Making M&A Part of Your Growth Strategy for 2022

For many advisors, the end of the year is a time to focus on setting goals and defining your strategy for the coming year. There are many priorities for a practice, and many options for growing an advisory practice. Often advisors focus on organic client acquisition, driving referrals, and expanding service offerings as methods for achieving growth. One strategy that many small and medium sized firms may be overlooking is mergers and acquisitions.

Why M&A Should Be Part Of Your Growth Strategy In 2022

Now more than ever there is tremendous opportunity for advisory practices of all sizes to leverage M&A to achieve inorganic growth. According to David Grau, President and CEO of Succession Resource Group (SRG), “the graying of the financial services industry, combined with the general lack of proactive succession planning by advisors today creates a tremendous opportunity for the next generation of advisors to grow inorganically by consolidating lifestyle practices into a thriving business.”

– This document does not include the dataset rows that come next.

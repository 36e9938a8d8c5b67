//! The capture state machine.
//!
//! `NoBackground -> ReadyForPeople -> HasPeople`, back to `NoBackground`
//! only through [`CompositionState::reset`]. Layers are append-only and
//! their order is the stacking order.

use crate::compositor::Snapshot;
use crate::error::{GroupShotError, GroupShotResult};
use crate::layer::Layer;
use image::RgbImage;
use std::sync::Arc;

#[derive(Debug, Clone, Copy, PartialEq, Eq)]
pub enum Phase {
    /// Nothing locked yet.
    NoBackground,
    /// Background locked, no people.
    ReadyForPeople,
    /// Background locked, at least one person layer.
    HasPeople,
}

impl Phase {
    pub fn can_export(self) -> bool {
        self != Phase::NoBackground
    }
}

/// Identifies one add-person request.
///
/// Tokens increase monotonically for the whole life of a state and are
/// never reused, so a result that outlives a reset can always be told
/// apart from one belonging to the current session.
#[derive(Debug, Clone, Copy, PartialEq, Eq, Hash)]
pub struct AddTicket(u64);

impl AddTicket {
    pub fn token(self) -> u64 {
        self.0
    }
}

#[derive(Debug, Default)]
pub struct CompositionState {
    background: Option<Arc<RgbImage>>,
    layers: Vec<Arc<Layer>>,
    pending: Option<u64>,
    next_token: u64,
}

impl CompositionState {
    pub fn new() -> Self {
        Self::default()
    }

    pub fn phase(&self) -> Phase {
        match (&self.background, self.layers.is_empty()) {
            (None, _) => Phase::NoBackground,
            (Some(_), true) => Phase::ReadyForPeople,
            (Some(_), false) => Phase::HasPeople,
        }
    }

    pub fn is_busy(&self) -> bool {
        self.pending.is_some()
    }

    pub fn layer_count(&self) -> usize {
        self.layers.len()
    }

    pub fn background(&self) -> Option<&Arc<RgbImage>> {
        self.background.as_ref()
    }

    /// Canvas size, fixed when the background is locked.
    pub fn canvas_size(&self) -> Option<(u32, u32)> {
        self.background.as_ref().map(|bg| bg.dimensions())
    }

    /// Lock `frame` as the background. Only valid with nothing locked.
    pub fn lock_background(&mut self, frame: RgbImage) -> GroupShotResult<()> {
        if self.background.is_some() {
            return Err(self.invalid("lock background"));
        }
        let (w, h) = frame.dimensions();
        if w == 0 || h == 0 {
            return Err(GroupShotError::DimensionMismatch {
                expected: (w.max(1), h.max(1)),
                actual: (w, h),
            });
        }

        tracing::info!("Background locked at {}x{}", w, h);
        self.background = Some(Arc::new(frame));
        Ok(())
    }

    /// Drop whatever is there, including a pending request, and lock `frame`.
    pub fn lock_background_forced(&mut self, frame: RgbImage) -> GroupShotResult<()> {
        if self.background.is_some() {
            tracing::info!("Relocking background, discarding {} layer(s)", self.layers.len());
        }
        self.reset();
        self.lock_background(frame)
    }

    /// First half of an add-person request: claim the busy slot.
    pub fn begin_add_person(&mut self) -> GroupShotResult<AddTicket> {
        if self.background.is_none() {
            return Err(self.invalid("add person"));
        }
        if self.pending.is_some() {
            return Err(GroupShotError::Busy);
        }

        let token = self.next_token;
        self.next_token += 1;
        self.pending = Some(token);
        tracing::debug!("Add-person request {} started", token);
        Ok(AddTicket(token))
    }

    /// Second half of an add-person request.
    ///
    /// A ticket that is not the pending one yields
    /// [`GroupShotError::StaleResult`] and changes nothing. Otherwise the
    /// busy slot is released whatever the outcome, and on success the layer
    /// is appended. Returns the new layer count.
    pub fn complete_add_person(
        &mut self,
        ticket: AddTicket,
        outcome: GroupShotResult<Layer>,
    ) -> GroupShotResult<usize> {
        if self.pending != Some(ticket.0) {
            tracing::debug!("Discarding stale result for request {}", ticket.0);
            return Err(GroupShotError::StaleResult {
                token: ticket.0,
                pending: self.pending,
            });
        }
        self.pending = None;

        let layer = outcome?;
        self.add_layer(layer)?;
        Ok(self.layers.len())
    }

    /// Whether `ticket` is the request currently holding the busy slot.
    pub fn is_pending(&self, ticket: AddTicket) -> bool {
        self.pending == Some(ticket.0)
    }

    /// Give up on a request that never reached the model. Returns whether
    /// the busy slot was released.
    pub fn abandon_add_person(&mut self, ticket: AddTicket) -> bool {
        if self.is_pending(ticket) {
            self.pending = None;
            true
        } else {
            false
        }
    }

    /// Append a finished layer on top of the stack.
    pub fn add_layer(&mut self, layer: Layer) -> GroupShotResult<()> {
        let expected = match self.canvas_size() {
            Some(size) => size,
            None => return Err(self.invalid("add layer")),
        };
        if layer.dimensions() != expected {
            return Err(GroupShotError::DimensionMismatch {
                expected,
                actual: layer.dimensions(),
            });
        }

        self.layers.push(Arc::new(layer));
        tracing::info!("Person layer {} added", self.layers.len());
        Ok(())
    }

    /// Back to `NoBackground`. Always succeeds; also releases the busy slot.
    pub fn reset(&mut self) {
        self.background = None;
        self.layers = Vec::new();
        self.pending = None;
    }

    pub fn snapshot(&self) -> Option<Snapshot> {
        self.background.as_ref().map(|bg| Snapshot {
            background: Arc::clone(bg),
            layers: self.layers.clone(),
        })
    }

    /// Composite of the current state, or `None` when there is nothing to
    /// show yet.
    pub fn render(&self) -> GroupShotResult<Option<RgbImage>> {
        self.snapshot().map(|s| s.compose()).transpose()
    }

    fn invalid(&self, op: &'static str) -> GroupShotError {
        GroupShotError::InvalidTransition {
            op,
            phase: self.phase(),
        }
    }
}

#[cfg(test)]
mod tests {
    use super::*;
    use crate::compositor::compose;
    use image::{Rgb, Rgba, RgbaImage};

    fn bg(w: u32, h: u32) -> RgbImage {
        RgbImage::from_pixel(w, h, Rgb([255, 0, 0]))
    }

    fn solid(w: u32, h: u32, px: [u8; 4]) -> Layer {
        Layer::new(RgbaImage::from_pixel(w, h, Rgba(px)))
    }

    #[test]
    fn starts_empty() {
        let s = CompositionState::new();
        assert_eq!(s.phase(), Phase::NoBackground);
        assert!(!s.is_busy());
        assert_eq!(s.canvas_size(), None);
        assert!(s.render().unwrap().is_none());
        assert!(!s.phase().can_export());
    }

    #[test]
    fn second_lock_is_rejected_and_keeps_first() {
        let mut s = CompositionState::new();
        s.lock_background(bg(4, 4)).unwrap();
        let err = s
            .lock_background(RgbImage::from_pixel(4, 4, Rgb([0, 0, 255])))
            .unwrap_err();
        assert!(matches!(
            err,
            GroupShotError::InvalidTransition {
                phase: Phase::ReadyForPeople,
                ..
            }
        ));
        assert_eq!(**s.background().unwrap(), bg(4, 4));
    }

    #[test]
    fn empty_frame_cannot_be_background() {
        let mut s = CompositionState::new();
        assert!(s.lock_background(RgbImage::new(0, 3)).is_err());
        assert_eq!(s.phase(), Phase::NoBackground);
    }

    #[test]
    fn add_person_needs_background() {
        let mut s = CompositionState::new();
        assert!(matches!(
            s.begin_add_person(),
            Err(GroupShotError::InvalidTransition { .. })
        ));
        assert!(matches!(
            s.add_layer(solid(1, 1, [0; 4])),
            Err(GroupShotError::InvalidTransition { .. })
        ));
    }

    #[test]
    fn second_request_while_pending_is_busy() {
        let mut s = CompositionState::new();
        s.lock_background(bg(2, 2)).unwrap();
        let t = s.begin_add_person().unwrap();
        assert!(s.is_busy());
        assert!(matches!(s.begin_add_person(), Err(GroupShotError::Busy)));

        assert_eq!(s.complete_add_person(t, Ok(solid(2, 2, [0, 0, 0, 255]))).unwrap(), 1);
        assert!(!s.is_busy());
        assert_eq!(s.phase(), Phase::HasPeople);
        // the ticket is spent
        assert!(matches!(
            s.complete_add_person(t, Ok(solid(2, 2, [0; 4]))),
            Err(GroupShotError::StaleResult { .. })
        ));
        assert_eq!(s.layer_count(), 1);
    }

    #[test]
    fn failed_segmentation_releases_busy() {
        let mut s = CompositionState::new();
        s.lock_background(bg(2, 2)).unwrap();
        let t = s.begin_add_person().unwrap();
        let err = s
            .complete_add_person(t, Err(GroupShotError::segmentation("no mask")))
            .unwrap_err();
        assert_eq!(err.kind(), crate::error::ErrorKind::SegmentationFailed);
        assert!(!s.is_busy());
        assert_eq!(s.phase(), Phase::ReadyForPeople);
    }

    #[test]
    fn mismatched_layer_is_not_appended() {
        let mut s = CompositionState::new();
        s.lock_background(bg(3, 3)).unwrap();
        let t = s.begin_add_person().unwrap();
        let err = s.complete_add_person(t, Ok(solid(3, 4, [0; 4]))).unwrap_err();
        assert!(matches!(
            err,
            GroupShotError::DimensionMismatch {
                expected: (3, 3),
                actual: (3, 4)
            }
        ));
        assert_eq!(s.layer_count(), 0);
        assert!(!s.is_busy());
    }

    #[test]
    fn stale_result_after_reset_is_discarded() {
        let mut s = CompositionState::new();
        s.lock_background(bg(2, 2)).unwrap();
        let old = s.begin_add_person().unwrap();
        s.reset();
        assert!(!s.is_busy());

        s.lock_background(bg(2, 2)).unwrap();
        let fresh = s.begin_add_person().unwrap();
        assert_ne!(old, fresh);

        let err = s
            .complete_add_person(old, Ok(solid(2, 2, [0, 0, 0, 255])))
            .unwrap_err();
        assert_eq!(err.kind(), crate::error::ErrorKind::StaleResult);
        assert_eq!(s.layer_count(), 0);
        assert!(s.is_busy());
    }

    #[test]
    fn reset_from_every_phase() {
        let mut s = CompositionState::new();
        s.reset();
        assert_eq!(s.phase(), Phase::NoBackground);

        s.lock_background(bg(2, 2)).unwrap();
        s.reset();
        assert_eq!(s.phase(), Phase::NoBackground);

        s.lock_background(bg(2, 2)).unwrap();
        s.add_layer(solid(2, 2, [1, 2, 3, 4])).unwrap();
        s.begin_add_person().unwrap();
        s.reset();
        assert_eq!(s.phase(), Phase::NoBackground);
        assert_eq!(s.layer_count(), 0);
        assert!(!s.is_busy());
        assert!(s.background().is_none());
    }

    #[test]
    fn forced_lock_replaces_everything() {
        let mut s = CompositionState::new();
        s.lock_background(bg(2, 2)).unwrap();
        s.add_layer(solid(2, 2, [0; 4])).unwrap();
        s.begin_add_person().unwrap();

        s.lock_background_forced(RgbImage::new(5, 5)).unwrap();
        assert_eq!(s.phase(), Phase::ReadyForPeople);
        assert_eq!(s.canvas_size(), Some((5, 5)));
        assert!(!s.is_busy());
    }

    #[test]
    fn render_matches_independent_compose() {
        let mut s = CompositionState::new();
        s.lock_background(bg(3, 3)).unwrap();
        let a = solid(3, 3, [0, 255, 0, 100]);
        let b = Layer::new(RgbaImage::from_fn(3, 3, |x, _| {
            Rgba([0, 0, 255, if x == 1 { 255 } else { 40 }])
        }));
        s.add_layer(a.clone()).unwrap();
        s.add_layer(b.clone()).unwrap();

        let expected = compose(&bg(3, 3), &[a, b]).unwrap();
        assert_eq!(s.render().unwrap().unwrap(), expected);
    }

    #[test]
    fn snapshot_is_unaffected_by_later_changes() {
        let mut s = CompositionState::new();
        s.lock_background(bg(2, 2)).unwrap();
        let snap = s.snapshot().unwrap();
        s.add_layer(solid(2, 2, [0, 0, 0, 255])).unwrap();
        s.reset();
        assert_eq!(snap.layers.len(), 0);
        assert_eq!(snap.compose().unwrap(), bg(2, 2));
    }
}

In the past, acquisitions were only achievable by large firms and private equity investors. As Grau points out, smaller firms have opportunities they never had before. “We are seeing historically low interest rates and lenders like PPC LOAN being willing to work with buyers to find ways to make deals happen.” As a result, Grau says that“Despite valuation multiples being at all-time highs for advisors, advisors are able to leverage the available capital from lenders to get deals done that are cash flow positive years 1-10, even when financing most or all of the transaction.” In short, advisors not only have opportunities to merge or acquire practices led by greying advisors, but they also have greater access to capital, allowing them to do deals without comprising personal assets or practice cash flow.

How To Implement a Successful M&A Strategy

To be successful at M&A, Grau says advisors must start by educating themselves about the market and M&A. Specifically he says “buyers must remain current on M&A trends, deal structuring alternatives, tax strategies, and financing alternatives. This knowledge lets them quickly provide solutions to help the seller achieve their goals and know when a seller is asking for something out of the ordinary.” Grau also says it’s important to remain flexible and to not dismiss an opportunity off hand if it doesn’t immediately fit your vision of the perfect acquisition.

Grau says it’s also important to have the infrastructure in place to quickly scale and absorb the new practice. On average, an acquisition results in 162 new households to the practice. As Grau explains, “That means that a successful buyer was operating and growing their practice and onboarding 162 new relationships over approximately 90 days, while coordinating schedules with the seller.” This transition must happen without disrupting the existing practice. It is achieved by having defined workflows, well-trained staff, and the right systems in place to absorb the new workload quickly and seamlessly.

Lastly, advisors need to make sure that they dedicate the adequate time to M&A activities including seeking out deals, negotiating terms, and working with the seller to transition the practice. Says Grau, “Inorganic growth is a powerful growth engine, but it will take all the time you can give it. Yes, it will generally be worth the investment, but only if you can consistently make the time.”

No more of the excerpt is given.